A patient sustains a cervical spine injury. On examination, there is zero motor function below the level of injury. Pinprick and light touch sensation are absent throughout the lower extremities, but the patient retains deep anal pressure and perianal sensation. According to the American Spinal Injury Association (ASIA) Impairment Scale, how is this injury graded?

. ASIA A
. ASIA B
. ASIA C
. ASIA D
. ASIA E

Correct Answer & Explanation

. ASIA B


Explanation

The ASIA Impairment Scale evaluates spinal cord injuries: ASIA A = Complete (no sensory/motor function preserved in sacral segments S4-S5). ASIA B = Sensory Incomplete (sensory, but no motor function, preserved below the neurological level and includes sacral segments). ASIA C = Motor Incomplete (motor function preserved, more than half of key muscles below the level have a grade <3). ASIA D = Motor Incomplete (motor function preserved, at least half of key muscles have grade >=3). Because this patient retains perianal sensation (sacral sparing) but has no motor function, it is graded ASIA B.

Question 3379

Topic: 6. Spine

A 45-year-old male presents with severe radicular leg pain. Magnetic resonance imaging reveals a large paracentral disc herniation at the L4-L5 level compressing the traversing nerve root.
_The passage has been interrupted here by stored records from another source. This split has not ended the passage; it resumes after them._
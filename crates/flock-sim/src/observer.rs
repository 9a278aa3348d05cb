//! Simulation observer trait for progress reporting and data collection.

use flock_agent::BehaviorStore;
use flock_behavior::BehaviorEvent;
use flock_core::{AgentId, Tick};
use flock_field::PositionFrame;

/// Callbacks invoked by [`Sim::run`][crate::Sim::run] at key points in the
/// step loop.
///
/// All methods have default no-op implementations so implementors only need
/// to override what they care about.  Per-event hooks (`on_paired`, …) fire
/// after the step's scan completes, so a hook may safely queue commands on
/// the sim for the next step.
///
/// # Example — pairing counter
///
/// ```rust,ignore
/// struct PairCounter { pairs: usize }
///
/// impl SimObserver for PairCounter {
///     fn on_paired(&mut self, _tick: Tick, _a: AgentId, _b: AgentId) {
///         self.pairs += 1;
///     }
/// }
/// ```
pub trait SimObserver {
    /// Called at the very start of each step, before the integration pass.
    fn on_step_start(&mut self, _tick: Tick) {}

    /// Called at the end of each step with every event the scan produced.
    fn on_step_end(&mut self, _tick: Tick, _events: &[BehaviorEvent]) {}

    /// Two agents collided and froze into a pair this step.
    fn on_paired(&mut self, _tick: Tick, _a: AgentId, _b: AgentId) {}

    /// The nearest-agent-to-user relationship changed (including to `None`).
    fn on_encounter_changed(&mut self, _tick: Tick, _agent: Option<AgentId>) {}

    /// An agent completed a waypoint hold and was released.
    fn on_waypoint_reward(&mut self, _tick: Tick, _agent: AgentId) {}

    /// Called at snapshot intervals (every `config.snapshot_interval_ticks`
    /// ticks) with the freshly published frame and the discrete state, so
    /// trace writers can record a row without the sim knowing any format.
    fn on_snapshot(
        &mut self,
        _tick:     Tick,
        _frame:    &PositionFrame,
        _behavior: &BehaviorStore,
    ) {
    }

    /// Called once after the final step completes.
    fn on_sim_end(&mut self, _final_tick: Tick) {}
}

/// A [`SimObserver`] that does nothing.  Use when you need to call `run` but
/// don't want progress callbacks.
pub struct NoopObserver;

impl SimObserver for NoopObserver {}
//! Error types for flock-trace.

use thiserror::Error;

/// Errors that can occur when writing simulation traces.
#[derive(Debug, Error)]
pub enum TraceError {
    #[error("I/O error: {0}")]
    Io(#[from] std::io::Error),

    #[error("CSV write error: {0}")]
    Csv(#[from] csv::Error),
}

/// Alias for `Result<T, TraceError>`.
pub type TraceResult<T> = Result<T, TraceError>;
//! The `TraceWriter` trait implemented by backend writers.

use crate::{AgentTraceRow, StepSummaryRow, TraceResult};

/// Trait implemented by trace backends (CSV today; others slot in here).
///
/// All methods are infallible from the observer's perspective — errors are
/// stored internally and retrieved with
/// [`SimTraceObserver::take_error`][crate::SimTraceObserver::take_error].
pub trait TraceWriter {
    /// Write a batch of per-agent trace rows.
    fn write_agent_rows(&mut self, rows: &[AgentTraceRow]) -> TraceResult<()>;

    /// Write one step summary row.
    fn write_step_summary(&mut self, row: &StepSummaryRow) -> TraceResult<()>;

    /// Flush and close all underlying file handles.
    ///
    /// Idempotent — safe to call more than once.
    fn finish(&mut self) -> TraceResult<()>;
}
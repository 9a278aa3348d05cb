use flock_core::FlockError;
use thiserror::Error;

#[derive(Debug, Error)]
pub enum SimError {
    #[error("simulation configuration error: {0}")]
    Config(String),

    #[error("{what} length {got} does not match agent count {expected}")]
    AgentCountMismatch {
        expected: usize,
        got:      usize,
        what:     &'static str,
    },

    #[error(transparent)]
    Core(#[from] FlockError),
}

pub type SimResult<T> = Result<T, SimError>;
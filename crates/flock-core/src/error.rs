//! Framework error type.
//!
//! Sub-crates may define their own error enums and convert them into
//! `FlockError` via `From` impls, or keep them separate and wrap `FlockError`
//! as one variant.  Both patterns are acceptable; prefer whichever keeps
//! error sites clean.

use thiserror::Error;

use crate::AgentId;

/// The top-level error type for `flock-core` and a common base for sub-crates.
#[derive(Debug, Error)]
pub enum FlockError {
    /// A command referenced an agent index outside the population.
    #[error("agent {0} not found")]
    InvalidAgent(AgentId),

    #[error("configuration error: {0}")]
    Config(String),
}

/// Shorthand result type for all `flock-*` crates.
pub type FlockResult<T> = Result<T, FlockError>;
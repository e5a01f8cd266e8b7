use splitz_core::codec::{Codec, CodecStatus};
use splitz_core::format::METHOD_ZSTD;
use tracing::debug;

/// Zstandard block codec.
///
/// Each block is compressed independently with `zstd` at the configured level
/// (default: 3). No dictionary or window is shared between blocks, so any
/// block can be decompressed without touching its neighbours.
///
/// Best for: general text, JSON, logs, mixed structured data.
pub struct ZstdCodec {
    /// Compression level (1 = fast / larger, 22 = slow / smallest).
    pub level: i32,
}

impl Default for ZstdCodec {
    fn default() -> Self {
        Self { level: 3 }
    }
}

impl ZstdCodec {
    pub fn new(level: i32) -> Self {
        Self { level }
    }
}

impl Codec for ZstdCodec {
    fn method(&self) -> u8 {
        METHOD_ZSTD
    }

    fn level(&self) -> u8 {
        self.level.clamp(0, u8::MAX as i32) as u8
    }

    fn name(&self) -> &'static str {
        "zstd"
    }

    fn compression_overhead(&self, input_len: usize) -> usize {
        zstd::zstd_safe::compress_bound(input_len) - input_len
    }

    fn compress(&self, src: &[u8], dst: &mut [u8]) -> Result<usize, CodecStatus> {
        zstd::bulk::compress_to_buffer(src, dst, self.level).map_err(|e| {
            debug!("zstd compress failed: {}", e);
            CodecStatus::Error
        })
    }

    fn decompress(&self, src: &[u8], dst: &mut [u8]) -> Result<usize, CodecStatus> {
        zstd::bulk::decompress_to_buffer(src, dst).map_err(|e| {
            debug!("zstd decompress failed: {}", e);
            CodecStatus::Error
        })
    }

    fn status_message(&self, status: CodecStatus) -> String {
        format!("zstd: {status}")
    }
}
Physical examination is most likely to demonstrate which of the following focal deficits?

. Weakness in ankle dorsiflexion and great toe extension
. Weakness in ankle plantarflexion
. Diminished or absent patellar reflex
. Diminished or absent Achilles reflex
. Sensory loss over the lateral aspect of the foot

Correct Answer & Explanation

. Weakness in ankle dorsiflexion and great toe extension


Explanation

In the lumbar spine, a paracentral disc herniation compresses the traversing nerve root. At L4-L5, the traversing root is L5. L5 radiculopathy is characterized by weakness in great toe extension (extensor hallucis longus) and ankle dorsiflexion (tibialis anterior), along with sensory changes over the dorsal aspect of the foot. Diminished patellar reflex implies L4 (exiting root), while diminished Achilles reflex implies S1.

Question 3380

Topic: 6. Spine

A 45-year-old male presents with right-sided neck pain radiating down his arm. He complains of weakness when trying to extend his elbow and numbness over the dorsal aspect of his middle finger. The triceps reflex is diminished. Which cervical nerve root is most likely compressed?

. C5
. C6
. C7
. C8
. T1

Correct Answer & Explanation

. C7


Explanation

C7 radiculopathy is the most common cervical radiculopathy. It typically presents with triceps weakness, weakness in wrist flexion or finger extension, numbness in the middle finger, and a diminished triceps reflex. C5 affects the deltoid/biceps reflex; C6 affects the wrist extensors/brachioradialis reflex; C8 affects finger flexors; T1 affects intrinsic hand muscles.